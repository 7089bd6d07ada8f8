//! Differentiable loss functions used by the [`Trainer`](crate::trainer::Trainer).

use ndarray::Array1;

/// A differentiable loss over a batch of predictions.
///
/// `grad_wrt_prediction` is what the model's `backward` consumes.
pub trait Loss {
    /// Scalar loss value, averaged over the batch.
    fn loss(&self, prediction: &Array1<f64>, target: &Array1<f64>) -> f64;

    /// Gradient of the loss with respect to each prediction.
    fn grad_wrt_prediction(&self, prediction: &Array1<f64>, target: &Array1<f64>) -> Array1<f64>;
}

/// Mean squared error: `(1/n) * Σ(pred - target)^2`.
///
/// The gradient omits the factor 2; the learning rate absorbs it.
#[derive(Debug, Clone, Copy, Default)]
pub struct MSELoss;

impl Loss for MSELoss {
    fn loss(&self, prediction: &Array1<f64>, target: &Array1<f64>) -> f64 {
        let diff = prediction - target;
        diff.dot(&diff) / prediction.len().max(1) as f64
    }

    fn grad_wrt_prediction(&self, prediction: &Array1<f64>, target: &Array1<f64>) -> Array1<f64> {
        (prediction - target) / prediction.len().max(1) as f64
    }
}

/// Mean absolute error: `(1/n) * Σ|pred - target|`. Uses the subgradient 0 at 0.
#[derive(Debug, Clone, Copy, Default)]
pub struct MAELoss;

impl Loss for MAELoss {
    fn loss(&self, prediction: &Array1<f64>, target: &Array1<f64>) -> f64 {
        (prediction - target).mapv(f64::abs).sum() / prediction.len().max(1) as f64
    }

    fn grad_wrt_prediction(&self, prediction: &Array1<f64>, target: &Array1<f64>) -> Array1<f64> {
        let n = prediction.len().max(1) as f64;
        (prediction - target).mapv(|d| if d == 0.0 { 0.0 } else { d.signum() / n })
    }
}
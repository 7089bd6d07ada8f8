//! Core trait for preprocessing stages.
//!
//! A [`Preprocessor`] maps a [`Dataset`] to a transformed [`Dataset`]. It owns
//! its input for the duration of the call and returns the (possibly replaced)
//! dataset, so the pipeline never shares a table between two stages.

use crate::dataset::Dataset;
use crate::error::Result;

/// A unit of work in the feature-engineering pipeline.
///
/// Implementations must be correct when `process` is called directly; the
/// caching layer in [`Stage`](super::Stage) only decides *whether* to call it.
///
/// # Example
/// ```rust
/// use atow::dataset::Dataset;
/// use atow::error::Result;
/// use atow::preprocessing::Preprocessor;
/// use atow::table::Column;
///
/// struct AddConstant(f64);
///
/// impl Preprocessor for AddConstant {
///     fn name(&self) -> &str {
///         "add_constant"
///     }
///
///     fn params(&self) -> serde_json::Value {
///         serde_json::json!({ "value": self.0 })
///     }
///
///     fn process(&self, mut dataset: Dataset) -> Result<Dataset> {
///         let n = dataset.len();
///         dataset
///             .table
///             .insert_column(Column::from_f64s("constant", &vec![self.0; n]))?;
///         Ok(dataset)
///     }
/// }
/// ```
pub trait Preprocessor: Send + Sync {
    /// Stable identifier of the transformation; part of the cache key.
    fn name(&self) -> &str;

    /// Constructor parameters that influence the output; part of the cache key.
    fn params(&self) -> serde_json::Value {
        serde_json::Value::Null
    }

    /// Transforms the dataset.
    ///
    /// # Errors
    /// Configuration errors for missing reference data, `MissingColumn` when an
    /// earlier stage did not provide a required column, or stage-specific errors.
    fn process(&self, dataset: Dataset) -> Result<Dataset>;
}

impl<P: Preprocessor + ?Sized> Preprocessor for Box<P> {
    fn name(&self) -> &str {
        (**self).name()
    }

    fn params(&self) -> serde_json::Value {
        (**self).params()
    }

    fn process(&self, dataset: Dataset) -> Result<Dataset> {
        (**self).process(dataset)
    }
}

=-=-=

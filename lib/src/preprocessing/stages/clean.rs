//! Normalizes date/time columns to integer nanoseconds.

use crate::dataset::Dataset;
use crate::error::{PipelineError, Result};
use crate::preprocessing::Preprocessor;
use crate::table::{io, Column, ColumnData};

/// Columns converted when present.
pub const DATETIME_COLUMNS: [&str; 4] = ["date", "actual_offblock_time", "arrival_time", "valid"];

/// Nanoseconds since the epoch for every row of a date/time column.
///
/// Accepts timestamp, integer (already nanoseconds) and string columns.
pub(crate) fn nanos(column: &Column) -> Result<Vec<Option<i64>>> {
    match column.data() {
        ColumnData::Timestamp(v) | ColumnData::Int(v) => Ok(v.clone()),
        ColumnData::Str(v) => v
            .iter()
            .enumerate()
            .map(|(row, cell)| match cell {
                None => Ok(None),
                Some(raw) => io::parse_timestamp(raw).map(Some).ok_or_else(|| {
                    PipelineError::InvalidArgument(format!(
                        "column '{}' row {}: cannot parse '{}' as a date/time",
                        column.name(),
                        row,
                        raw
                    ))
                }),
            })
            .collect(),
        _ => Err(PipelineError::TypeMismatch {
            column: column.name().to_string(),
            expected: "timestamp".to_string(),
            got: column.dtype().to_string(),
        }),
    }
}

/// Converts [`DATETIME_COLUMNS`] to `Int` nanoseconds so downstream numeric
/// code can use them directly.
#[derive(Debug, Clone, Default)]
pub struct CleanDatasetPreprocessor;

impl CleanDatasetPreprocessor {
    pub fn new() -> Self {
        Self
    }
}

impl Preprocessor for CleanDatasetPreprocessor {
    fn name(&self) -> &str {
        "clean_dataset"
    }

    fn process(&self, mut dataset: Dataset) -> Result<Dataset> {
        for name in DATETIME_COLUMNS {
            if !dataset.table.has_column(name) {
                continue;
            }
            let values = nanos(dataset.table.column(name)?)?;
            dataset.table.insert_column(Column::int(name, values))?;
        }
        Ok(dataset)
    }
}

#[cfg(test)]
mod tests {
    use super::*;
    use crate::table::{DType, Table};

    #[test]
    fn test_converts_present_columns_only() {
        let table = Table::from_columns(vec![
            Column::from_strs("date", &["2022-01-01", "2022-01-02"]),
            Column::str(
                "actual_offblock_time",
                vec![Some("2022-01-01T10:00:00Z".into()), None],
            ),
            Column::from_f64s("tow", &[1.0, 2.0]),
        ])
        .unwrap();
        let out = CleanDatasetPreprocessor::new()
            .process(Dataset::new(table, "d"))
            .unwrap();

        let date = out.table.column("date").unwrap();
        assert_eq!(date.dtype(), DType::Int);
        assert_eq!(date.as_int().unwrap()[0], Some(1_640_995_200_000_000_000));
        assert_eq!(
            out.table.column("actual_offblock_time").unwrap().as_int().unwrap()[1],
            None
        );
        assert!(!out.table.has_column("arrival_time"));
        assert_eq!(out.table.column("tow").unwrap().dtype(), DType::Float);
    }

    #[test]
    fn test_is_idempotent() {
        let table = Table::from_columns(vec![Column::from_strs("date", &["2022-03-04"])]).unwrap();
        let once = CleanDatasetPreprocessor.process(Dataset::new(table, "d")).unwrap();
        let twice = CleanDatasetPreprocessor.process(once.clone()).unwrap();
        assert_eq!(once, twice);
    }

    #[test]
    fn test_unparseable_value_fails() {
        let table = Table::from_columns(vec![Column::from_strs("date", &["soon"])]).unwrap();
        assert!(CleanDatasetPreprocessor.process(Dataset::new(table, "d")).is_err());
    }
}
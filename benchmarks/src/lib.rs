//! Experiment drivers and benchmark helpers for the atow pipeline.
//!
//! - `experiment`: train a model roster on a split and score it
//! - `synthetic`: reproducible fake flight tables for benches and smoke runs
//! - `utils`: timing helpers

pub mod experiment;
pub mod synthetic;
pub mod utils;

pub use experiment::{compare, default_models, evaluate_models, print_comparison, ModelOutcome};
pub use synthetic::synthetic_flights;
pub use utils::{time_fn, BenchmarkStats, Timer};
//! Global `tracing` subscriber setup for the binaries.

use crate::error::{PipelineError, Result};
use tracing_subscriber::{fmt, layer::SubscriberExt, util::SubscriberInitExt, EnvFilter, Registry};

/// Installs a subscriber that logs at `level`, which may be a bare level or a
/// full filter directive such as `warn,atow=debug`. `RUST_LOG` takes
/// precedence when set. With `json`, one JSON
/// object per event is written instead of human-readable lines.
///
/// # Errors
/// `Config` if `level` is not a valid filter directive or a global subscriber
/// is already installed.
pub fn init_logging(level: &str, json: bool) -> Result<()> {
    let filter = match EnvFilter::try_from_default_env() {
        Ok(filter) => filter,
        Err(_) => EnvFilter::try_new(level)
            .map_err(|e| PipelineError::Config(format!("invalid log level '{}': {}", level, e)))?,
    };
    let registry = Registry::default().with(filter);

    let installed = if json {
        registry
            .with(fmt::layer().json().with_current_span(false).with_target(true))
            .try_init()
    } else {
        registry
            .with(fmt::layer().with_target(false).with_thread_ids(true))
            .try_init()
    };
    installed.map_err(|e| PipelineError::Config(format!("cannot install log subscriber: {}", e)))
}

=-=-=

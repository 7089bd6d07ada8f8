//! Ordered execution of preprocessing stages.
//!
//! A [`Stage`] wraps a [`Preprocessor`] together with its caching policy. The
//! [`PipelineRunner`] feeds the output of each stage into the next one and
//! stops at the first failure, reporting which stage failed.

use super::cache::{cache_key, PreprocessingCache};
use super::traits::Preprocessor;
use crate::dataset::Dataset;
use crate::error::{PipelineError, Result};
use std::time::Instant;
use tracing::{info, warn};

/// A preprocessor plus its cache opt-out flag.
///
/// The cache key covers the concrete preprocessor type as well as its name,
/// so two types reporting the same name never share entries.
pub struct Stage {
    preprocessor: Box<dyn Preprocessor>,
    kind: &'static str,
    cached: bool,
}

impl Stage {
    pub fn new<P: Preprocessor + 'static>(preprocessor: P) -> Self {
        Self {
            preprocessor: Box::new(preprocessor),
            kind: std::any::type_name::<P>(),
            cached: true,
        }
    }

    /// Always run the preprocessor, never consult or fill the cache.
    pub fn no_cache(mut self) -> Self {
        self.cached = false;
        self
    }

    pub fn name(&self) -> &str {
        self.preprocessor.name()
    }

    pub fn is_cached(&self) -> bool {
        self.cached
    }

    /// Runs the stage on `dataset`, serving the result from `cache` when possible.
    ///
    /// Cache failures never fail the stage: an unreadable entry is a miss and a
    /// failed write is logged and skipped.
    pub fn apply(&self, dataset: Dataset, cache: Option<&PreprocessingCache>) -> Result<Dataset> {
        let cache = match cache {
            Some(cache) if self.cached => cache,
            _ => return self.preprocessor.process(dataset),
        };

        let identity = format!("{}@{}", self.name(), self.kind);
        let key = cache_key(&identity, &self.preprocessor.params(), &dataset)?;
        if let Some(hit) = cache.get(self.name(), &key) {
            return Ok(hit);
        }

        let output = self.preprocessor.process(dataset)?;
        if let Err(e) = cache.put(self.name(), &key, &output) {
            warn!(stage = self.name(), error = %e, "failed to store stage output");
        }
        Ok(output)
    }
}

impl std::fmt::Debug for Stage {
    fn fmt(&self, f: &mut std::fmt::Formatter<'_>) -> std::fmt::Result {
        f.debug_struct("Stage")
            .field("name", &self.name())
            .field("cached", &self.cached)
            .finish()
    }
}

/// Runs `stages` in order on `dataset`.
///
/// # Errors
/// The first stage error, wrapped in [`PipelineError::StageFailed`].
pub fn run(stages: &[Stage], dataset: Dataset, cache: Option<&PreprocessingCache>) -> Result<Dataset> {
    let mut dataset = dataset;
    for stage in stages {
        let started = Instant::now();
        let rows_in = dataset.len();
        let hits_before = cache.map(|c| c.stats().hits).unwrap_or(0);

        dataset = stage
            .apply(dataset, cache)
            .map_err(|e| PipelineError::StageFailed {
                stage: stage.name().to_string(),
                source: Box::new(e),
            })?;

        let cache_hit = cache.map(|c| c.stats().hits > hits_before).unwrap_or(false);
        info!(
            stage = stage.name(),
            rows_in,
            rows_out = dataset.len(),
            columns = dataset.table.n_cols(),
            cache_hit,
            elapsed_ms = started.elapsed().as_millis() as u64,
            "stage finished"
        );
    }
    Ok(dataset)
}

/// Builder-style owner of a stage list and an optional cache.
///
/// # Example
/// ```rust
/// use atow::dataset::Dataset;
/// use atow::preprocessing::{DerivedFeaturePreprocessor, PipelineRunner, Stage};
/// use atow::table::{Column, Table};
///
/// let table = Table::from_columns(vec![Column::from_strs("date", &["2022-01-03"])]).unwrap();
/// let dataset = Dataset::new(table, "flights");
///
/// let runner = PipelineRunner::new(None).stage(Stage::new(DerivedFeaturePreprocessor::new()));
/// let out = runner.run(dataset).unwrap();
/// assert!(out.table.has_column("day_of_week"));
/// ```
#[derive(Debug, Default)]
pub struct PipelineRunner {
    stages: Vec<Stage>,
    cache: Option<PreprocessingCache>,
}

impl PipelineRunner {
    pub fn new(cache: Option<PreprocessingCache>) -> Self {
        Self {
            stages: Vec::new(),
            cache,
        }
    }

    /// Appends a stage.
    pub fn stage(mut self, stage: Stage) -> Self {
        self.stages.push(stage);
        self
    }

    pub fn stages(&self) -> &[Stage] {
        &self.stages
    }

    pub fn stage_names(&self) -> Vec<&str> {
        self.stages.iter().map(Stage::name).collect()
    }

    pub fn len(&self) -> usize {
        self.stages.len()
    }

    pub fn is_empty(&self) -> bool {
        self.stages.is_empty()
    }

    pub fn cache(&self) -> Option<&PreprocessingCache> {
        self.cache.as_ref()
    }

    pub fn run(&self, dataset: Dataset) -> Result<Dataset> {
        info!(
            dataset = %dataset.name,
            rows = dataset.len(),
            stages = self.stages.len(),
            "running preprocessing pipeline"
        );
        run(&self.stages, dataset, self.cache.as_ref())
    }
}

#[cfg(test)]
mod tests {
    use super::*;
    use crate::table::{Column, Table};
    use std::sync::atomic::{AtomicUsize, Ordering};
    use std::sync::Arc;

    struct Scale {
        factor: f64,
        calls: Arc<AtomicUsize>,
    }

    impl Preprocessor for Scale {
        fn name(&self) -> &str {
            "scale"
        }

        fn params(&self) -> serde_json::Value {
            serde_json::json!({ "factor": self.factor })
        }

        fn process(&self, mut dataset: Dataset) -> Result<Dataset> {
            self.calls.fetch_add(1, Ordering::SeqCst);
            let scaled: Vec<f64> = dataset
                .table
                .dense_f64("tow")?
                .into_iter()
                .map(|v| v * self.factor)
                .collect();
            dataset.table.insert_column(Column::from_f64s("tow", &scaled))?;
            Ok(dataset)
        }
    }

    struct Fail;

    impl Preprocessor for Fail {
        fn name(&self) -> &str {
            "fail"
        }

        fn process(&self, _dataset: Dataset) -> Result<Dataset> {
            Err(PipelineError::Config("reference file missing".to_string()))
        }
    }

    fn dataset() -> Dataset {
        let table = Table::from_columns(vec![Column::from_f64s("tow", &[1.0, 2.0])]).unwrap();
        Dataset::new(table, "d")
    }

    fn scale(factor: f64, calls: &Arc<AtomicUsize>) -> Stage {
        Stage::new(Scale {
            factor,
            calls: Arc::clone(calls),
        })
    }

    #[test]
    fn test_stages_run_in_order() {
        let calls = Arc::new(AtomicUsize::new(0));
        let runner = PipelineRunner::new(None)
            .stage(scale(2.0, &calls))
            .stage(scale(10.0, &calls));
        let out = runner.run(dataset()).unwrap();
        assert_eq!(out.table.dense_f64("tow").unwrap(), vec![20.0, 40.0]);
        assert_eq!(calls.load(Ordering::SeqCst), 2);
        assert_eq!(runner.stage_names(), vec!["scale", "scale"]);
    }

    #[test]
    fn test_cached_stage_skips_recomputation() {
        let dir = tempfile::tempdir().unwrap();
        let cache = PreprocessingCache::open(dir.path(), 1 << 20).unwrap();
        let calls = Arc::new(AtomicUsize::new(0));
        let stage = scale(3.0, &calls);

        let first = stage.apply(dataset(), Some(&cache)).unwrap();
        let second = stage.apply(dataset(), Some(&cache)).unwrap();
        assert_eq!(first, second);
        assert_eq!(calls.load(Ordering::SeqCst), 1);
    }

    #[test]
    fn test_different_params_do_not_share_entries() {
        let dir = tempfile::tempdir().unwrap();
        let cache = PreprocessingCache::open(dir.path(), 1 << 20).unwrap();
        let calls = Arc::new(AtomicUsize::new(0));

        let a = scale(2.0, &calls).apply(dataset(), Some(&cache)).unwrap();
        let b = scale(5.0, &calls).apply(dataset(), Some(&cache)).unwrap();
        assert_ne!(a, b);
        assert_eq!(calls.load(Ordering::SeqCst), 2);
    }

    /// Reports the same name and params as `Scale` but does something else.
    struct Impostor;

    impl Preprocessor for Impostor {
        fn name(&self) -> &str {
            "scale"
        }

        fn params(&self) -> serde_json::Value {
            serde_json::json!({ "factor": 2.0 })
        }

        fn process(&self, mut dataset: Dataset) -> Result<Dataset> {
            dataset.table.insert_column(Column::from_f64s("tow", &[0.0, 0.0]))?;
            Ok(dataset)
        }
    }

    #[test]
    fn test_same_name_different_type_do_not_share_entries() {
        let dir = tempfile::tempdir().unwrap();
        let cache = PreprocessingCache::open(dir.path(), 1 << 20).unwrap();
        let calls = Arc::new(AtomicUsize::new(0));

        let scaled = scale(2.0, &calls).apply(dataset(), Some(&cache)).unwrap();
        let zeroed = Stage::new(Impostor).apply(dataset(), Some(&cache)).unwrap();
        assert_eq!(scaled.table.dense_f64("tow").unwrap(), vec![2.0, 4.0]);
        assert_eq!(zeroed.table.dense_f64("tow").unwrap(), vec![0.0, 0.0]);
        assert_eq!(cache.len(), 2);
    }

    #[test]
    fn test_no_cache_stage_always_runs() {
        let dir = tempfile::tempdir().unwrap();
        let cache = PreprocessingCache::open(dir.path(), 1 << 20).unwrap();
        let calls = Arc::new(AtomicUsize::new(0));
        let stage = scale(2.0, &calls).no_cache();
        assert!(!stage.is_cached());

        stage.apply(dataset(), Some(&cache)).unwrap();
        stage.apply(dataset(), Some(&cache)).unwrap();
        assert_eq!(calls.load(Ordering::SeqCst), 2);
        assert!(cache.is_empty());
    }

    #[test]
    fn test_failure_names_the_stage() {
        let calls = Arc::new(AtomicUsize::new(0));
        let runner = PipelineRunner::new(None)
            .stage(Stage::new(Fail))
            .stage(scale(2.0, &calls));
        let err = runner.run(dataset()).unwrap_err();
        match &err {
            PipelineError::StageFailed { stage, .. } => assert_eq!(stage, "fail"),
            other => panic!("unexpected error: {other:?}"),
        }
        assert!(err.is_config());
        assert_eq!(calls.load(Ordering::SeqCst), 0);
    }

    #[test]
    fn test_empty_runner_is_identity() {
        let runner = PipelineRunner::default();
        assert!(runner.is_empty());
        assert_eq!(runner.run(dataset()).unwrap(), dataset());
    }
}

=-=-=

**YOUR GOAL**
Reading down the material above, count how many lines contain the word "MAELoss". Respond with the number by itself.

**EXERCISE SOLUTION**
2